#### [Work task]
Search the records for "CellValue". Report every line where it occurs.

#### [Records supplied]
//! Department repository contracts and SQLite implementation.

use crate::gateway::{GatewayResult, QueryGateway, ReadOutcome, WriteOutcome};
use crate::model::department::Department;
use crate::model::form::Choice;
use crate::repo::{int, read_choices, text};

/// Repository interface for department operations.
pub trait DepartmentRepository {
    fn insert(&self, department: &Department) -> GatewayResult<WriteOutcome>;
    fn list(&self) -> GatewayResult<ReadOutcome>;
    fn update_hod(&self, dept_id: i64, hod: &str) -> GatewayResult<WriteOutcome>;
    fn delete(&self, dept_id: i64) -> GatewayResult<WriteOutcome>;
    fn lookup(&self) -> GatewayResult<Vec<Choice>>;
}

/// SQLite-backed department repository.
pub struct SqliteDepartmentRepository<'conn> {
    gateway: QueryGateway<'conn>,
}

impl<'conn> SqliteDepartmentRepository<'conn> {
    pub fn new(gateway: QueryGateway<'conn>) -> Self {
        Self { gateway }
    }
}

impl DepartmentRepository for SqliteDepartmentRepository<'_> {
    fn insert(&self, department: &Department) -> GatewayResult<WriteOutcome> {
        self.gateway.write(
            "INSERT INTO Department (dept_id, name, hod) VALUES (?1, ?2, ?3);",
            &[
                int(department.dept_id),
                text(&department.name),
                text(&department.hod),
            ],
        )
    }

    fn list(&self) -> GatewayResult<ReadOutcome> {
        self.gateway.read(
            "SELECT dept_id, name, hod FROM Department ORDER BY dept_id;",
            &[],
        )
    }

    fn update_hod(&self, dept_id: i64, hod: &str) -> GatewayResult<WriteOutcome> {
        self.gateway.write(
            "UPDATE Department SET hod = ?1 WHERE dept_id = ?2;",
            &[text(hod), int(dept_id)],
        )
    }

    fn delete(&self, dept_id: i64) -> GatewayResult<WriteOutcome> {
        self.gateway.write(
            "DELETE FROM Department WHERE dept_id = ?1;",
            &[int(dept_id)],
        )
    }

    fn lookup(&self) -> GatewayResult<Vec<Choice>> {
        read_choices(
            &self.gateway,
            "SELECT dept_id, name FROM Department ORDER BY dept_id;",
        )
    }
}
//! Repository layer: entity statements over the query gateway.
//!
//! # Responsibility
//! - Own every SQL statement of the alumni store.
//! - Bind typed model values as positional parameters.
//! - Isolate statement text from service/business orchestration.
//!
//! # Invariants
//! - Repositories never check roles and never parse operator input.
//! - Listing views order by primary key unless the statement says otherwise.
//! - Column names in dynamic partial updates come from fixed code only.

pub mod alumni_repo;
pub mod committee_repo;
pub mod department_repo;
pub mod education_repo;
pub mod event_repo;
pub mod mentorship_repo;
pub mod participation_repo;
pub mod student_repo;

use crate::gateway::{CellValue, GatewayResult, QueryGateway};
use crate::model::form::{format_date, Choice};
use chrono::NaiveDate;
use rusqlite::types::Value;

pub(crate) fn int(value: i64) -> Value {
    Value::Integer(value)
}

pub(crate) fn text(value: &str) -> Value {
    Value::Text(value.to_string())
}

pub(crate) fn opt_text(value: Option<&str>) -> Value {
    value.map_or(Value::Null, text)
}

pub(crate) fn date(value: NaiveDate) -> Value {
    Value::Text(format_date(value))
}

pub(crate) fn opt_date(value: Option<NaiveDate>) -> Value {
    value.map_or(Value::Null, date)
}

/// Runs a two-column `(id, name)` statement and returns selection choices.
pub(crate) fn read_choices(gateway: &QueryGateway<'_>, sql: &str) -> GatewayResult<Vec<Choice>> {
    let outcome = gateway.read(sql, &[])?;
    Ok(outcome
        .rows()
        .iter()
        .filter_map(|row| match row.as_slice() {
            [CellValue::Integer(id), name, ..] => Some(Choice {
                id: *id,
                name: name.to_string(),
            }),
            _ => None,
        })
        .collect())
}

/// Escapes `LIKE` wildcards so the fragment matches literally.
pub(crate) fn like_fragment(fragment: &str) -> String {
    let mut escaped = String::with_capacity(fragment.len() + 2);
    escaped.push('%');
    for ch in fragment.chars() {
        if matches!(ch, '%' | '_' | '\\') {
            escaped.push('\\');
        }
        escaped.push(ch);
    }
    escaped.push('%');
    escaped
}
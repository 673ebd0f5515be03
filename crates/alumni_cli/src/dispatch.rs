//! Maps operation identifiers and `key=value` fields onto domain services.

use alumni_core::model::alumni::{AlumniForm, CompanyForm, ContactForm};
use alumni_core::model::committee::{CommitteeForm, CommitteeUpdateForm};
use alumni_core::model::department::{DepartmentForm, DepartmentHodForm};
use alumni_core::model::education::{EducationForm, EducationKeyForm};
use alumni_core::model::event::{EventForm, EventUpdateForm};
use alumni_core::model::mentorship::{EndMentorshipForm, MentorshipForm};
use alumni_core::model::participation::{
    ParticipationForm, ParticipationKeyForm, StatusUpdateForm,
};
use alumni_core::model::student::{StudentForm, StudentUpdateForm};
use alumni_core::{
    Choice, DeleteOutcome, Operation, ReadOutcome, ServiceResult, Session, WriteReport,
};
use std::collections::BTreeMap;

/// Outcome of one dispatched operation.
#[derive(Debug)]
pub enum Outcome {
    Rows(ReadOutcome),
    Written(WriteReport),
    Deleted(DeleteOutcome),
    Choices(Vec<Choice>),
}

/// Operator form fields; missing keys read as blank.
#[derive(Debug, Default)]
pub struct Fields(BTreeMap<String, String>);

impl Fields {
    pub fn new(pairs: Vec<(String, String)>) -> Self {
        Self(pairs.into_iter().collect())
    }

    pub fn get(&self, key: &str) -> String {
        self.0.get(key).cloned().unwrap_or_default()
    }
}

/// Runs `operation` on the session. `confirmed` answers delete confirmations.
pub fn dispatch(
    session: &Session,
    operation: Operation,
    fields: &Fields,
    confirmed: bool,
) -> ServiceResult<Outcome> {
    let f = |key: &str| fields.get(key);
    let confirm = &confirmed;

    match operation {
        Operation::AddAlumni => session
            .alumni()
            .add(&AlumniForm {
                alumni_id: f("alumni_id"),
                name: f("name"),
                email: f("email"),
                phone_number: f("phone_number"),
                graduation_year: f("graduation_year"),
                company: f("company"),
                department: f("department"),
            })
            .map(Outcome::Written),
        Operation::ViewAlumni => session.alumni().view().map(Outcome::Rows),
        Operation::SearchAlumni => session.alumni().search(&f("name")).map(Outcome::Rows),
        Operation::UpdateAlumniCompany => session
            .alumni()
            .update_company(&CompanyForm {
                alumni_id: f("alumni_id"),
                company: f("company"),
            })
            .map(Outcome::Written),
        Operation::DeleteAlumni => session
            .alumni()
            .delete(&f("alumni_id"), confirm)
            .map(Outcome::Deleted),
        Operation::CountAlumniByCompany => session.alumni().count_by_company().map(Outcome::Rows),
        Operation::FilterAlumniByDepartment => session
            .alumni()
            .filter_by_department(&f("department"))
            .map(Outcome::Rows),
        Operation::UpdateAlumniContact => session
            .alumni()
            .update_contact(&ContactForm {
                alumni_id: f("alumni_id"),
                email: f("email"),
                phone_number: f("phone_number"),
            })
            .map(Outcome::Written),
        Operation::LookupAlumni => session.alumni().lookup().map(Outcome::Choices),

        Operation::AddStudent => session
            .students()
            .add(&StudentForm {
                student_id: f("student_id"),
                name: f("name"),
                email: f("email"),
                phone: f("phone"),
                batch_year: f("batch_year"),
                department: f("department"),
            })
            .map(Outcome::Written),
        Operation::ViewStudents => session.students().view().map(Outcome::Rows),
        Operation::UpdateStudent => session
            .students()
            .update(&StudentUpdateForm {
                student_id: f("student_id"),
                email: f("email"),
                phone: f("phone"),
            })
            .map(Outcome::Written),
        Operation::DeleteStudent => session
            .students()
            .delete(&f("student_id"), confirm)
            .map(Outcome::Deleted),
        Operation::LookupStudents => session.students().lookup().map(Outcome::Choices),

        Operation::AddDepartment => session
            .departments()
            .add(&DepartmentForm {
                dept_id: f("dept_id"),
                name: f("name"),
                hod: f("hod"),
            })
            .map(Outcome::Written),
        Operation::ViewDepartments => session.departments().view().map(Outcome::Rows),
        Operation::UpdateDepartment => session
            .departments()
            .update(&DepartmentHodForm {
                dept_id: f("dept_id"),
                hod: f("hod"),
            })
            .map(Outcome::Written),
        Operation::DeleteDepartment => session
            .departments()
            .delete(&f("dept_id"), confirm)
            .map(Outcome::Deleted),
        Operation::LookupDepartments => session.departments().lookup().map(Outcome::Choices),

        Operation::AddEducation => session
            .education()
            .add(&EducationForm {
                edu_id: f("edu_id"),
                alumni: f("alumni"),
                college_name: f("college_name"),
                degree: f("degree"),
                course: f("course"),
                start_year: f("start_year"),
                end_year: f("end_year"),
            })
            .map(Outcome::Written),
        Operation::ViewEducation => session.education().view().map(Outcome::Rows),
        Operation::DeleteEducation => session
            .education()
            .delete(
                &EducationKeyForm {
                    alumni: f("alumni"),
                    edu_id: f("edu_id"),
                },
                confirm,
            )
            .map(Outcome::Deleted),
        Operation::ViewAlumniEducation => session
            .education()
            .view_alumni_education()
            .map(Outcome::Rows),

        Operation::StartMentorship => session
            .mentorships()
            .start(&MentorshipForm {
                mid: f("mid"),
                alumni: f("alumni"),
                student: f("student"),
                start_date: f("start_date"),
                end_date: f("end_date"),
            })
            .map(Outcome::Written),
        Operation::ViewMentorships => session.mentorships().view().map(Outcome::Rows),
        Operation::ViewMentorshipDurations => {
            session.mentorships().view_durations().map(Outcome::Rows)
        }
        Operation::EndMentorship => session
            .mentorships()
            .end(&EndMentorshipForm {
                mid: f("mid"),
                end_date: f("end_date"),
            })
            .map(Outcome::Written),
        Operation::DeleteMentorship => session
            .mentorships()
            .delete(&f("mid"), confirm)
            .map(Outcome::Deleted),
        Operation::ListMenteesByAlumni => session
            .mentorships()
            .list_by_alumni(&f("alumni"))
            .map(Outcome::Rows),

        Operation::AddCommittee => session
            .committees()
            .add(&CommitteeForm {
                cid: f("cid"),
                event: f("event"),
                name: f("name"),
                phone: f("phone"),
                head: f("head"),
            })
            .map(Outcome::Written),
        Operation::ViewCommittees => session.committees().view().map(Outcome::Rows),
        Operation::UpdateCommittee => session
            .committees()
            .update(&CommitteeUpdateForm {
                cid: f("cid"),
                head: f("head"),
                phone: f("phone"),
            })
            .map(Outcome::Written),
        Operation::DeleteCommittee => session
            .committees()
            .delete(&f("cid"), confirm)
            .map(Outcome::Deleted),

        Operation::AddEvent => session
            .events()
            .add(&EventForm {
                event_id: f("event_id"),
                name: f("name"),
                description: f("description"),
                location: f("location"),
                date: f("date"),
            })
            .map(Outcome::Written),
        Operation::ViewEvents => session.events().view().map(Outcome::Rows),
        Operation::UpdateEvent => session
            .events()
            .update(&EventUpdateForm {
                event_id: f("event_id"),
                description: f("description"),
                location: f("location"),
                date: f("date"),
            })
            .map(Outcome::Written),
        Operation::DeleteEvent => session
            .events()
            .delete(&f("event_id"), confirm)
            .map(Outcome::Deleted),
        Operation::LookupEvents => session.events().lookup().map(Outcome::Choices),

        Operation::RegisterStudentParticipation => session
            .participation()
            .register_student(&participation_form(fields, "student"))
            .map(Outcome::Written),
        Operation::RegisterAlumniParticipation => session
            .participation()
            .register_alumni(&participation_form(fields, "alumni"))
            .map(Outcome::Written),
        Operation::ViewStudentParticipation => {
            session.participation().view_students().map(Outcome::Rows)
        }
        Operation::ViewAlumniParticipation => {
            session.participation().view_alumni().map(Outcome::Rows)
        }
        Operation::CountEventParticipants => {
            session.participation().count_participants().map(Outcome::Rows)
        }
        Operation::TotalEventsAttended => session
            .participation()
            .total_events_attended(&f("alumni"))
            .map(Outcome::Rows),
        Operation::ViewAlumniByEvent => session
            .participation()
            .alumni_by_event(&f("event"))
            .map(Outcome::Rows),
        Operation::DeleteParticipant => session
            .participation()
            .delete(
                &ParticipationKeyForm {
                    kind: f("kind"),
                    pid: f("pid"),
                },
                confirm,
            )
            .map(Outcome::Deleted),
        Operation::UpdateRsvpStatus => session
            .participation()
            .update_status(&StatusUpdateForm {
                kind: f("kind"),
                pid: f("pid"),
                status: f("status"),
            })
            .map(Outcome::Written),
    }
}

fn participation_form(fields: &Fields, participant_key: &str) -> ParticipationForm {
    ParticipationForm {
        pid: fields.get("pid"),
        event: fields.get("event"),
        participant: fields.get(participant_key),
        status: fields.get("status"),
    }
}
mod common;

use alumni_core::model::department::DepartmentHodForm;
use alumni_core::model::student::StudentUpdateForm;
use alumni_core::{Choice, ServiceError, ValidationError};
use common::{add_alumni, add_department, add_student, admin_session, column_text};

fn update(student_id: &str, email: &str, phone: &str) -> StudentUpdateForm {
    StudentUpdateForm {
        student_id: student_id.to_string(),
        email: email.to_string(),
        phone: phone.to_string(),
    }
}

#[test]
fn student_insert_then_view_lists_the_row() {
    let session = admin_session();
    add_department(&session, 1, "CS");
    add_student(&session, 7, "Sam", 1);

    let listing = session.students().view().unwrap();
    assert_eq!(column_text(&listing, "student_id"), vec!["7"]);
    assert_eq!(column_text(&listing, "department"), vec!["CS"]);
}

#[test]
fn student_update_changes_exactly_one_field() {
    let session = admin_session();
    add_department(&session, 1, "CS");
    add_student(&session, 7, "Sam", 1);

    let report = session
        .students()
        .update(&update("7", "", "555-0199"))
        .unwrap();
    assert_eq!(report.affected_rows, 1);
    assert_eq!(column_text(&report.refreshed, "phone"), vec!["555-0199"]);
    assert_eq!(
        column_text(&report.refreshed, "email"),
        vec!["sam@student.example"]
    );

    let both = session
        .students()
        .update(&update("7", "s@x.com", "555"))
        .unwrap_err();
    assert!(matches!(
        both,
        ServiceError::Validation(ValidationError::ConflictingUpdateFields { .. })
    ));

    let neither = session.students().update(&update("7", "", "")).unwrap_err();
    assert!(matches!(
        neither,
        ServiceError::Validation(ValidationError::NoUpdateField { .. })
    ));
}

#[test]
fn lookups_feed_selection_lists() {
    let session = admin_session();
    add_department(&session, 2, "Physics");
    add_department(&session, 1, "CS");
    add_student(&session, 7, "Sam", 1);

    let departments = session.departments().lookup().unwrap();
    assert_eq!(
        departments,
        vec![
            Choice {
                id: 1,
                name: "CS".to_string()
            },
            Choice {
                id: 2,
                name: "Physics".to_string()
            },
        ]
    );
    assert_eq!(departments[0].to_string(), "1 - CS");
    assert_eq!(session.students().lookup().unwrap().len(), 1);
}

#[test]
fn department_update_and_delete_detach_members() {
    let session = admin_session();
    add_department(&session, 1, "CS");
    add_alumni(&session, 100, "Jane", 1);
    add_student(&session, 7, "Sam", 1);

    let report = session
        .departments()
        .update(&DepartmentHodForm {
            dept_id: "1".to_string(),
            hod: "Dr. Iyer".to_string(),
        })
        .unwrap();
    assert_eq!(column_text(&report.refreshed, "hod"), vec!["Dr. Iyer"]);

    let outcome = session.departments().delete("1", &true).unwrap();
    assert_eq!(outcome.report().map(|report| report.affected_rows), Some(1));

    let alumni = session.alumni().view().unwrap();
    assert_eq!(column_text(&alumni, "department"), vec!["NULL"]);
    let students = session.students().view().unwrap();
    assert_eq!(column_text(&students, "student_id"), vec!["7"]);
    assert_eq!(column_text(&students, "department"), vec!["NULL"]);
}

#[test]
fn delete_then_view_and_missing_key() {
    let session = admin_session();
    add_department(&session, 1, "CS");
    add_student(&session, 7, "Sam", 1);

    let declined = session.students().delete("7", &false).unwrap();
    assert!(declined.is_declined());
    assert_eq!(session.students().view().unwrap().len(), 1);

    let outcome = session.students().delete("7", &true).unwrap();
    assert!(outcome.report().unwrap().refreshed.is_empty());

    let missing = session.students().delete("7", &true).unwrap();
    assert_eq!(missing.report().map(|report| report.affected_rows), Some(0));

    let bad = session.students().delete("seven", &true).unwrap_err();
    assert!(matches!(
        bad,
        ServiceError::Validation(ValidationError::NotANumber {
            field: "Student ID",
            ..
        })
    ));
}
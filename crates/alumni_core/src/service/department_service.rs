//! Department use-case service.

use crate::gateway::ReadOutcome;
use crate::model::department::{DepartmentForm, DepartmentHodForm};
use crate::model::form::{parse_int, Choice};
use crate::policy::{AccessGuard, Operation};
use crate::repo::department_repo::DepartmentRepository;
use crate::service::{
    confirm_then, read, report, run, Confirmation, DeleteOutcome, ServiceResult, WriteReport,
};

/// Use-case service wrapper for department operations.
pub struct DepartmentService<R: DepartmentRepository> {
    guard: AccessGuard,
    repo: R,
}

impl<R: DepartmentRepository> DepartmentService<R> {
    pub fn new(guard: AccessGuard, repo: R) -> Self {
        Self { guard, repo }
    }

    pub fn add(&self, form: &DepartmentForm) -> ServiceResult<WriteReport> {
        run(&self.guard, Operation::AddDepartment, || {
            let department = form.parse()?;
            let outcome = self.repo.insert(&department)?;
            report(outcome, || self.listing())
        })
    }

    pub fn view(&self) -> ServiceResult<ReadOutcome> {
        run(&self.guard, Operation::ViewDepartments, || self.listing())
    }

    /// Replaces the head of department.
    pub fn update(&self, form: &DepartmentHodForm) -> ServiceResult<WriteReport> {
        run(&self.guard, Operation::UpdateDepartment, || {
            let (dept_id, hod) = form.parse()?;
            let outcome = self.repo.update_hod(dept_id, &hod)?;
            report(outcome, || self.listing())
        })
    }

    /// Deletes one department; its alumni and students lose the reference.
    pub fn delete(
        &self,
        dept_id: &str,
        confirmation: &dyn Confirmation,
    ) -> ServiceResult<DeleteOutcome> {
        run(&self.guard, Operation::DeleteDepartment, || {
            let dept_id = parse_int("Department ID", dept_id)?;
            let prompt = format!(
                "Delete Department {dept_id}? Alumni and students keep their records without a department."
            );
            confirm_then(confirmation, &prompt, || {
                let outcome = self.repo.delete(dept_id)?;
                report(outcome, || self.listing())
            })
        })
    }

    pub fn lookup(&self) -> ServiceResult<Vec<Choice>> {
        run(&self.guard, Operation::LookupDepartments, || {
            Ok(self.repo.lookup()?)
        })
    }

    fn listing(&self) -> ServiceResult<ReadOutcome> {
        read(self.repo.list())
    }
}
//! Mentorship records linking one alumnus to one student.
//!
//! # Invariants
//! - `end_date = None` means the mentorship is ongoing.
//! - `end_date` earlier than `start_date` is accepted; see
//!   [`Mentorship::ends_before_start`].

use crate::model::form::{
    parse_date, parse_int, parse_optional_date, parse_selection, require_all, FormResult,
};
use chrono::NaiveDate;
use serde::{Deserialize, Serialize};

#[derive(Debug, Clone, PartialEq, Eq, Serialize, Deserialize)]
pub struct Mentorship {
    pub mid: i64,
    pub alumni_id: i64,
    pub student_id: i64,
    pub start_date: NaiveDate,
    pub end_date: Option<NaiveDate>,
}

impl Mentorship {
    pub fn is_ongoing(&self) -> bool {
        self.end_date.is_none()
    }

    pub fn ends_before_start(&self) -> bool {
        self.end_date.is_some_and(|end| end < self.start_date)
    }
}

/// Operator input for `mentorship.start`.
#[derive(Debug, Clone, Default, PartialEq, Eq)]
pub struct MentorshipForm {
    pub mid: String,
    pub alumni: String,
    pub student: String,
    pub start_date: String,
    pub end_date: String,
}

impl MentorshipForm {
    pub fn parse(&self) -> FormResult<Mentorship> {
        require_all(&[
            ("Mentorship ID", &self.mid),
            ("Alumni", &self.alumni),
            ("Student", &self.student),
            ("Start Date", &self.start_date),
        ])?;
        Ok(Mentorship {
            mid: parse_int("Mentorship ID", &self.mid)?,
            alumni_id: parse_selection("Alumni", &self.alumni)?,
            student_id: parse_selection("Student", &self.student)?,
            start_date: parse_date("Start Date", &self.start_date)?,
            end_date: parse_optional_date("End Date", &self.end_date)?,
        })
    }
}

/// Operator input for `mentorship.end`.
#[derive(Debug, Clone, Default, PartialEq, Eq)]
pub struct EndMentorshipForm {
    pub mid: String,
    pub end_date: String,
}

impl EndMentorshipForm {
    pub fn parse(&self) -> FormResult<(i64, NaiveDate)> {
        require_all(&[("Mentorship ID", &self.mid), ("End Date", &self.end_date)])?;
        Ok((
            parse_int("Mentorship ID", &self.mid)?,
            parse_date("End Date", &self.end_date)?,
        ))
    }
}
//! Department records.

use crate::model::form::{parse_int, require_all, required, FormResult};
use serde::{Deserialize, Serialize};

#[derive(Debug, Clone, PartialEq, Eq, Serialize, Deserialize)]
pub struct Department {
    pub dept_id: i64,
    pub name: String,
    /// Head of department.
    pub hod: String,
}

/// Operator input for `department.add`.
#[derive(Debug, Clone, Default, PartialEq, Eq)]
pub struct DepartmentForm {
    pub dept_id: String,
    pub name: String,
    pub hod: String,
}

impl DepartmentForm {
    pub fn parse(&self) -> FormResult<Department> {
        require_all(&[
            ("Department ID", &self.dept_id),
            ("Name", &self.name),
            ("HOD", &self.hod),
        ])?;
        Ok(Department {
            dept_id: parse_int("Department ID", &self.dept_id)?,
            name: required("Name", &self.name)?,
            hod: required("HOD", &self.hod)?,
        })
    }
}

/// Operator input for `department.update`: replaces the head of department.
#[derive(Debug, Clone, Default, PartialEq, Eq)]
pub struct DepartmentHodForm {
    pub dept_id: String,
    pub hod: String,
}

impl DepartmentHodForm {
    pub fn parse(&self) -> FormResult<(i64, String)> {
        require_all(&[("Department ID", &self.dept_id), ("New HOD", &self.hod)])?;
        Ok((
            parse_int("Department ID", &self.dept_id)?,
            required("New HOD", &self.hod)?,
        ))
    }
}
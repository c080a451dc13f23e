use anyhow::{Context, Result};
use std::fs::File;
use std::io::Read;
use std::path::Path;

/// Headers are only looked for near the top of a file.
const HEADER_BYTES: u64 = 8 * 1024;

/// Reads the leading part of a file where WordPress file headers live.
pub(crate) fn read_head(path: &Path) -> Result<String> {
    let file = File::open(path).with_context(|| format!("Failed to open {:?}", path))?;
    let mut buf = Vec::new();
    file.take(HEADER_BYTES)
        .read_to_end(&mut buf)
        .with_context(|| format!("Failed to read {:?}", path))?;
    Ok(String::from_utf8_lossy(&buf).into_owned())
}

/// Extracts a `Key: value` file header, as found in plugin PHP files and
/// theme stylesheets. Keys match case-insensitively.
///
/// ```
/// use soter::scanner::header_value;
///
/// let php = "<?php\n/**\n * Plugin Name: Akismet\n * Version: 3.1.4\n */";
/// assert_eq!(header_value(php, "Version").as_deref(), Some("3.1.4"));
/// assert_eq!(header_value(php, "Author"), None);
/// ```
pub fn header_value(content: &str, key: &str) -> Option<String> {
    content.lines().find_map(|line| {
        let line = line.trim_start_matches([' ', '\t', '/', '*', '#', '@']);
        let (name, value) = line.split_once(':')?;
        if !name.trim_end().eq_ignore_ascii_case(key) {
            return None;
        }

        let value = value.trim();
        let value = value.strip_suffix("*/").unwrap_or(value).trim();
        if value.is_empty() {
            None
        } else {
            Some(value.to_string())
        }
    })
}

#### [Worked solution]
use crate::gateway::{CellValue, GatewayResult, QueryGateway};
            [CellValue::Integer(id), name, ..] => Some(Choice {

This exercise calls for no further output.